**Assignment**
Restate word for word the lines of the data below, from the first through the one that has "#[derive(Clone, Copy, Debug, Default, PartialEq, Eq, Hash)]".

BEGIN Exercise materials

//! Batch configuration, validation, and error types.
//!
//! [`SimConfig`] describes a whole batch: the lattice geometry, the walker,
//! the perturbation, and which prey densities to sweep.
//! [`validate()`](SimConfig::validate) checks every parameter before any
//! run starts; the [`BatchRunner`](crate::BatchRunner) constructor calls it.

use std::fmt;
use std::str::FromStr;

use forage_core::LatticeError;
use forage_lattice::{Indexing, LatticeConfig};
use forage_walk::WalkError;
use thiserror::Error;

// ── Perturbation ───────────────────────────────────────────────────

/// Which walk variant every run in the batch uses.
#[derive(Clone, Copy, Debug, Default, PartialEq, Eq, Hash)]
#[cfg_attr(feature = "serde", derive(serde::Serialize, serde::Deserialize))]
#[cfg_attr(feature = "serde", serde(rename_all = "snake_case"))]
pub enum Perturbation {
    /// Simple random walk.
    #[default]
    Plain,
    /// Drift toward `+` on the first axis with probability `p_drift`.
    Drift,
    /// Power-law jumps between `power_law_xmin` and `power_law_xmax`.
    Jumps,
    /// No immediate backtracking.
    Memory,
    /// Walk on a lattice percolated with probability `p_perco`.
    Percolation,
}

impl Perturbation {
    /// All variants, in command-line order.
    pub const ALL: [Perturbation; 5] = [
        Perturbation::Plain,
        Perturbation::Drift,
        Perturbation::Jumps,
        Perturbation::Memory,
        Perturbation::Percolation,
    ];

    /// Lowercase name.
    pub fn name(self) -> &'static str {
        match self {
            Perturbation::Plain => "plain",
            Perturbation::Drift => "drift",
            Perturbation::Jumps => "jumps",
            Perturbation::Memory => "memory",
            Perturbation::Percolation => "percolation",
        }
    }
}

impl fmt::Display for Perturbation {
    fn fmt(&self, f: &mut fmt::Formatter<'_>) -> fmt::Result {
        f.write_str(self.name())
    }
}

impl FromStr for Perturbation {
    type Err = ConfigError;

    /// Parse a name, with or without a leading `-` (`"drift"`, `"-drift"`).
    fn from_str(s: &str) -> Result<Self, Self::Err> {
        let name = s.strip_prefix('-').unwrap_or(s);
        Perturbation::ALL
            .into_iter()
            .find(|p| p.name() == name)
            .ok_or_else(|| ConfigError::UnknownPerturbation {
                value: s.to_string(),
            })
    }
}

// ── InitialCapacities ──────────────────────────────────────────────

/// Starting lattice capacity per dimensionality.
///
/// Each value must be `side^d` for an odd `side`.
#[derive(Clone, Copy, Debug, PartialEq, Eq)]
#[cfg_attr(feature = "serde", derive(serde::Serialize, serde::Deserialize))]
pub struct InitialCapacities {
    /// 1-D lattices. Default: 10001.
    pub one_d: u64,
    /// 2-D lattices. Default: 2601 (51 x 51).
    pub two_d: u64,
    /// 3-D lattices. Default: 1030301 (101^3).
    pub three_d: u64,
}

impl Default for InitialCapacities {
    fn default() -> Self {
        Self {
            one_d: 10_001,
            two_d: 2_601,
            three_d: 1_030_301,
        }
    }
}

impl InitialCapacities {
    /// Capacity for `dimension`, or `None` outside 1 to 3.
    pub fn for_dimension(&self, dimension: usize) -> Option<u64> {
        match dimension {
            1 => Some(self.one_d),
            2 => Some(self.two_d),
            3 => Some(self.three_d),
            _ => None,
        }
    }
}

// ── ConfigError ────────────────────────────────────────────────────

/// Errors detected during [`SimConfig::validate()`].
#[derive(Debug, PartialEq, Error)]
pub enum ConfigError {
    /// Dimension outside 1 to 3.
    #[error("dimension must be an integer in [1, 3], got {value}")]
    InvalidDimension {
        /// The configured dimension.
        value: usize,
    },
    /// A quantity that must be strictly positive is not.
    #[error("`{name}` must be finite and > 0, got {value}")]
    NotPositive {
        /// Parameter name.
        name: &'static str,
        /// The configured value.
        value: f64,
    },
    /// A quantity that must be non-negative is not.
    #[error("`{name}` must be finite and >= 0, got {value}")]
    Negative {
        /// Parameter name.
        name: &'static str,
        /// The configured value.
        value: f64,
    },
    /// A probability outside `[0, 1]`.
    #[error("`{name}` must be in [0, 1], got {value}")]
    ProbabilityOutOfRange {
        /// Parameter name.
        name: &'static str,
        /// The configured value.
        value: f64,
    },
    /// No densities to sweep.
    #[error("`densities` is empty")]
    NoDensities,
    /// A density of zero.
    #[error("density #{index} is 0; every density must be > 0")]
    ZeroDensity {
        /// Position in `densities`.
        index: usize,
    },
    /// A power-law bound is not a non-negative integer.
    #[error("`{name}` must be a non-negative integer, got {value}")]
    NonIntegerBound {
        /// `power_law_xmin` or `power_law_xmax`.
        name: &'static str,
        /// The configured value.
        value: f64,
    },
    /// `power_law_xmax < power_law_xmin`.
    #[error("power-law bounds inverted: xmin = {xmin}, xmax = {xmax}")]
    InvertedBounds {
        /// Lower bound.
        xmin: f64,
        /// Upper bound.
        xmax: f64,
    },
    /// `n_sims` is zero.
    #[error("`n_sims` must be > 0")]
    ZeroSims,
    /// An explicit worker count of zero.
    #[error("`workers` must be > 0 when set")]
    ZeroWorkers,
    /// Unrecognised perturbation name.
    #[error("unknown perturbation `{value}` (expected plain, drift, jumps, memory or percolation)")]
    UnknownPerturbation {
        /// The rejected input.
        value: String,
    },
    /// The jump-length table could not be built.
    #[error("power law: {0}")]
    PowerLaw(#[from] WalkError),
    /// The lattice for one of the densities is invalid.
    #[error("lattice for density {density}: {source}")]
    Lattice {
        /// Density whose lattice was rejected.
        density: u64,
        /// Underlying lattice error.
        #[source]
        source: LatticeError,
    },
}

// ── SimConfig ──────────────────────────────────────────────────────

/// Parameters for a batch of simulations.
///
/// One run is executed for every `(density, sim_index)` pair, with
/// `sim_index` in `0..n_sims`.
#[derive(Clone, Debug, PartialEq)]
#[cfg_attr(feature = "serde", derive(serde::Serialize, serde::Deserialize))]
#[cfg_attr(feature = "serde", serde(default))]
pub struct SimConfig {
    /// Runs per density. Default: 100.
    pub n_sims: u32,
    /// Worker threads. `None` = auto-detect
    /// (`available_parallelism`, clamped to `[1, 64]`).
    pub workers: Option<usize>,
    /// Lattice dimensionality, 1 to 3. Default: 2.
    pub dimension: usize,
    /// Physical extent of the lattice. Default: 1000.
    pub lattice_size: f64,
    /// Simulated time per run. Default: 1000.
    pub end_time: f64,
    /// Walker speed. Default: 1.
    pub walk_speed: f64,
    /// Time spent at each newly found site. Default: 0.
    pub handling_time: f64,
    /// Drift probability (drift walks). Default: 0.
    pub p_drift: f64,
    /// Smallest jump (jump walks). Default: 1.
    pub power_law_xmin: f64,
    /// Largest jump (jump walks); also sizes jump-aware growth. Default: 10.
    pub power_law_xmax: f64,
    /// Power-law exponent (jump walks). Default: 2.
    pub power_law_gamma: f64,
    /// Percolation probability (percolation walks). Default: 0.
    pub p_perco: f64,
    /// Prey densities (sites in `lattice_size`) to sweep.
    pub densities: Vec<u64>,
    /// Walk variant.
    pub perturbation: Perturbation,
    /// Base seed; run `i` uses `seed ^ i`.
    pub seed: u64,
    /// Starting lattice capacity per dimension.
    pub initial_capacities: InitialCapacities,
    /// Lattice indexing strategy.
    pub indexing: Indexing,
}

impl Default for SimConfig {
    fn default() -> Self {
        Self {
            n_sims: 100,
            workers: None,
            dimension: 2,
            lattice_size: 1000.0,
            end_time: 1000.0,
            walk_speed: 1.0,
            handling_time: 0.0,
            p_drift: 0.0,
            power_law_xmin: 1.0,
            power_law_xmax: 10.0,
            power_law_gamma: 2.0,
            p_perco: 0.0,
            densities: vec![10_000],
            perturbation: Perturbation::Plain,
            seed: 0,
            initial_capacities: InitialCapacities::default(),
            indexing: Indexing::Auto,
        }
    }
}

fn positive(name: &'static str, value: f64) -> Result<(), ConfigError> {
    if value.is_finite() && value > 0.0 {
        Ok(())
    } else {
        Err(ConfigError::NotPositive { name, value })
    }
}

fn non_negative(name: &'static str, value: f64) -> Result<(), ConfigError> {
    if value.is_finite() && value >= 0.0 {
        Ok(())
    } else {
        Err(ConfigError::Negative { name, value })
    }
}

fn probability(name: &'static str, value: f64) -> Result<(), ConfigError> {
    if (0.0..=1.0).contains(&value) {
        Ok(())
    } else {
        Err(ConfigError::ProbabilityOutOfRange { name, value })
    }
}

fn integer_bound(name: &'static str, value: f64) -> Result<(), ConfigError> {
    if value.is_finite() && value >= 0.0 && value.fract() == 0.0 && value <= u32::MAX as f64 {
        Ok(())
    } else {
        Err(ConfigError::NonIntegerBound { name, value })
    }
}

impl SimConfig {
    /// Check every parameter.
    ///
    /// Also builds (and discards) the lattice configuration for each
    /// density, so geometry problems surface before any thread starts.
    ///
    /// # Errors
    ///
    /// The first [`ConfigError`] found.
    pub fn validate(&self) -> Result<(), ConfigError> {
        if !(1..=3).contains(&self.dimension) {
            return Err(ConfigError::InvalidDimension {
                value: self.dimension,
            });
        }
        positive("lattice_size", self.lattice_size)?;
        non_negative("end_time", self.end_time)?;
        positive("walk_speed", self.walk_speed)?;
        non_negative("handling_time", self.handling_time)?;
        if self.densities.is_empty() {
            return Err(ConfigError::NoDensities);
        }
        if let Some(index) = self.densities.iter().position(|&d| d == 0) {
            return Err(ConfigError::ZeroDensity { index });
        }
        probability("p_drift", self.p_drift)?;
        integer_bound("power_law_xmin", self.power_law_xmin)?;
        integer_bound("power_law_xmax", self.power_law_xmax)?;
        if self.power_law_xmax < self.power_law_xmin {
            return Err(ConfigError::InvertedBounds {
                xmin: self.power_law_xmin,
                xmax: self.power_law_xmax,
            });
        }
        probability("p_perco", self.p_perco)?;
        if self.n_sims == 0 {
            return Err(ConfigError::ZeroSims);
        }
        if self.workers == Some(0) {
            return Err(ConfigError::ZeroWorkers);
        }
        for &density in &self.densities {
            self.lattice_config(density)
                .validate()
                .map_err(|source| ConfigError::Lattice { density, source })?;
        }
        Ok(())
    }

    /// Resolve the worker count, applying auto-detection if `None`.
    pub fn resolved_workers(&self) -> usize {
        match self.workers {
            Some(n) => n.clamp(1, 64),
            None => std::thread::available_parallelism()
                .map(|n| n.get())
                .unwrap_or(4)
                .clamp(1, 64),
        }
    }

    /// Largest jump, used to size jump-aware growth. At least 1.
    pub fn max_jump_size(&self) -> u32 {
        (self.power_law_xmax as u32).max(1)
    }

    /// Lattice parameters for one run at `density`.
    pub fn lattice_config(&self, density: u64) -> LatticeConfig {
        LatticeConfig {
            initial_capacity: self
                .initial_capacities
                .for_dimension(self.dimension)
                .unwrap_or(0),
            dimension: self.dimension,
            physical_size: self.lattice_size,
            site_density: density,
            percolation_probability: self.p_perco,
            max_jump_size: self.max_jump_size(),
            indexing: self.indexing,
            ..LatticeConfig::default()
        }
    }

    /// Total number of runs in the batch.
    pub fn total_runs(&self) -> u64 {
        self.densities.len() as u64 * u64::from(self.n_sims)
    }
}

END Exercise materials

**Task answer**
//! Batch configuration, validation, and error types.
//!
//! [`SimConfig`] describes a whole batch: the lattice geometry, the walker,
//! the perturbation, and which prey densities to sweep.
//! [`validate()`](SimConfig::validate) checks every parameter before any
//! run starts; the [`BatchRunner`](crate::BatchRunner) constructor calls it.

use std::fmt;
use std::str::FromStr;

use forage_core::LatticeError;
use forage_lattice::{Indexing, LatticeConfig};
use forage_walk::WalkError;
use thiserror::Error;

// ── Perturbation ───────────────────────────────────────────────────

/// Which walk variant every run in the batch uses.
#[derive(Clone, Copy, Debug, Default, PartialEq, Eq, Hash)]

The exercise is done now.